CRACK DEALER WAS NOT ‘MR BIG.’

A crack-dealing dwarf dwarf has walked free because he would lose his specially
modified home if he was jailed.

Pint sized pusher Pele Watson, 40, was caught red-handed by an undercover officer who bought drugs from him outside an east London bookies.

The policeman, who called himself ‘Jazz’, spotted Watson standing outside Totesport on Bow Road, Mile End, and asked if he could buy some heroin.

He was about to leave after Watson, who is 3ft 9in, told him he was not a drug dealer.

But Watson’s friend Danny Grant, 44, then emerged from the shop and asked if Jazz ever smoked any ‘white’, meaning crack, Snaresbrook Crown Court heard.

The two men said they could supply him with the drug if he broke off a piece for them to use.

Watson asked for £20 and disappeared down a side street with the money, while Grant waited with ‘Jazz’ and even joked he was an undercover officer.

He added he was joking and was actually ‘the biggest smoker in the area.’

Later that day, the dwarf handed Jazz an 0.17g rock of crack outside his flat on Wellington Way, Tower Hamlets.

When the officer asked if he could buy any more drugs in future, Watson said they could meet up at the bookies because he was ‘always’ there.

Jeremy Rendle, defending Watson, said his client was an addict and hadn’t made any money from the offence.

He said: ‘He suffers from a condition he told me is called achondroplasia, but then in response to my blank look described as dwarfism.

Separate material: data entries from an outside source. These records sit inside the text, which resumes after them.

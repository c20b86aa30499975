//! HTTP integration: outcomes as axum responses.
//!
//! The transport mapping:
//! - error outcome -> catalog status plus a `{message, status}` JSON body
//! - success with payload -> `200 OK` with the payload as body
//! - success without payload -> `204 No Content`, or `200 OK` with a
//!   `{"warnings": [...]}` body when partial bulk failures rode along

use crate::responder::Responder;
use axum::extract::rejection::JsonRejection;
use axum::http::StatusCode as HttpStatus;
use axum::response::{IntoResponse, Response};
use axum::Json;
use serde_json::json;
use timecard_core::{ErrorBody, Outcome};

/// Newtype making an [`Outcome`] an axum response.
pub struct ApiResponse(pub Outcome);

impl From<Outcome> for ApiResponse {
    fn from(outcome: Outcome) -> Self {
        ApiResponse(outcome)
    }
}

impl IntoResponse for ApiResponse {
    fn into_response(self) -> Response {
        match self.0 {
            Outcome::Error { status, message } => {
                let body = ErrorBody {
                    message,
                    status: status.code(),
                };
                (transport_status(status.code()), Json(body)).into_response()
            }
            Outcome::Success {
                payload: Some(payload),
                ..
            } => (HttpStatus::OK, Json(payload)).into_response(),
            Outcome::Success {
                payload: None,
                warnings,
            } if !warnings.is_empty() => {
                (HttpStatus::OK, Json(json!({ "warnings": warnings }))).into_response()
            }
            Outcome::Success { .. } => HttpStatus::NO_CONTENT.into_response(),
        }
    }
}

/// Translate a rejected request body into the missing-parameters
/// response. Wired where the framework would otherwise answer with its
/// own error shape.
pub fn reject_missing_parameters(responder: &Responder, rejection: &JsonRejection) -> Response {
    tracing::debug!(error = %rejection, "request body rejected");
    ApiResponse(responder.missing_parameters()).into_response()
}

fn transport_status(code: u16) -> HttpStatus {
    HttpStatus::from_u16(code).unwrap_or(HttpStatus::INTERNAL_SERVER_ERROR)
}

‘He is diagnosed as suffering with paranoid schizophrenia and depression, for which he takes a cocktail of prescribed medications.

‘If he were given an immediate custodial sentence it’s likely he would lose his home, which is being refurbished in order to meet his physical needs.’

Passing sentence, Judge Sarah Paneth said she could have easily jailed Grant for three and a half years and Watson for two and a half.

Instead she gave Grant an 18-month supervision order with six months of drug rehabilitation and Watson a 12-month order with the same rehab requirement.

Judge Paneth said: ‘Clearly in both cases your offence is serious enough to warrant an immediate custodial sentence.

‘The selling of Class A drugs is regarded by the courts as one of the most serious offences and it’s only in exceptional circumstances that I have decided to impose a community order.

‘It’s clear that you have an addiction to crack cocaine. In your case, Watson, you told the officer you were not “working” and there was no pre-planning.’

Watson, of Tower Hamlets, and Grant, of Grays, Essex, both admitted conspiracy to supply crack.